• _Instructions for the task_
Copy out every line of the data where the word "RateLimitSignal" is found.

Collected data entries:
Content starts

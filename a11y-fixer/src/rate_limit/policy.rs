//! Throttle policy applied to every outbound request.

use super::{RateLimitKind, RateLimitSignal};
use std::time::Duration;

/// Automatic retries allowed per signal kind for a single request.
pub const DEFAULT_MAX_RETRIES: u32 = 3;

/// Wait used when the server does not say how long to back off.
pub const DEFAULT_FALLBACK_WAIT: Duration = Duration::from_secs(60);

/// Maximum time to wait for a rate limit reset (1 hour).
pub const MAX_WAIT: Duration = Duration::from_secs(3600);

/// What to do with a throttled request.
#[derive(Debug, Clone, Copy, PartialEq, Eq)]
pub enum ThrottleDecision {
    /// Wait, then send the same request again.
    Retry {
        /// Time to wait before retrying.
        after: Duration,
    },

    /// Stop retrying and surface the rate limit error.
    GiveUp,
}

/// Ceiling and waits for transport-level rate limit retries.
#[derive(Debug, Clone, PartialEq, Eq)]
pub struct RateLimitPolicy {
    max_retries: u32,
    fallback_wait: Duration,
    max_wait: Duration,
}

impl Default for RateLimitPolicy {
    fn default() -> Self {
        Self {
            max_retries: DEFAULT_MAX_RETRIES,
            fallback_wait: DEFAULT_FALLBACK_WAIT,
            max_wait: MAX_WAIT,
        }
    }
}

impl RateLimitPolicy {
    /// Creates a policy.
    #[must_use]
    pub fn new(max_retries: u32, fallback_wait: Duration, max_wait: Duration) -> Self {
        Self {
            max_retries,
            fallback_wait,
            max_wait,
        }
    }

    /// Returns the retry ceiling per signal kind.
    pub fn max_retries(&self) -> u32 {
        self.max_retries
    }

    /// Returns the wait used when the server gives no hint.
    pub fn fallback_wait(&self) -> Duration {
        self.fallback_wait
    }

    /// Returns the longest single wait.
    pub fn max_wait(&self) -> Duration {
        self.max_wait
    }

    /// Decides whether a throttled request is retried.
    ///
    /// `retries_so_far` counts earlier automatic retries of the same request
    /// for the same [`RateLimitKind`].
    #[must_use]
    pub fn decide(&self, signal: &RateLimitSignal, retries_so_far: u32) -> ThrottleDecision {
        if retries_so_far < self.max_retries {
            ThrottleDecision::Retry {
                after: signal.retry_after,
            }
        } else {
            ThrottleDecision::GiveUp
        }
    }

    /// Upper bound on HTTP requests sent for one logical call.
    ///
    /// Primary and secondary signals are counted separately, so a single call
    /// may be retried up to `max_retries` times for each.
    #[must_use]
    pub fn worst_case_requests(&self) -> u32 {
        1 + self.max_retries.saturating_mul(2)
    }
}

/// Automatic retries already made for one request, per signal kind.
#[derive(Debug, Clone, Copy, Default, PartialEq, Eq)]
pub struct RetryCounts {
    primary: u32,
    secondary: u32,
}

impl RetryCounts {
    /// Returns the retries made for `kind`.
    pub fn get(&self, kind: RateLimitKind) -> u32 {
        match kind {
            RateLimitKind::Primary => self.primary,
            RateLimitKind::Secondary => self.secondary,
        }
    }

    /// Records one more retry for `kind`.
    pub fn record(&mut self, kind: RateLimitKind) {
        match kind {
            RateLimitKind::Primary => self.primary += 1,
            RateLimitKind::Secondary => self.secondary += 1,
        }
    }
}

Content ends

• _Exercise solution_
use super::{RateLimitKind, RateLimitSignal};
    pub fn decide(&self, signal: &RateLimitSignal, retries_so_far: u32) -> ThrottleDecision {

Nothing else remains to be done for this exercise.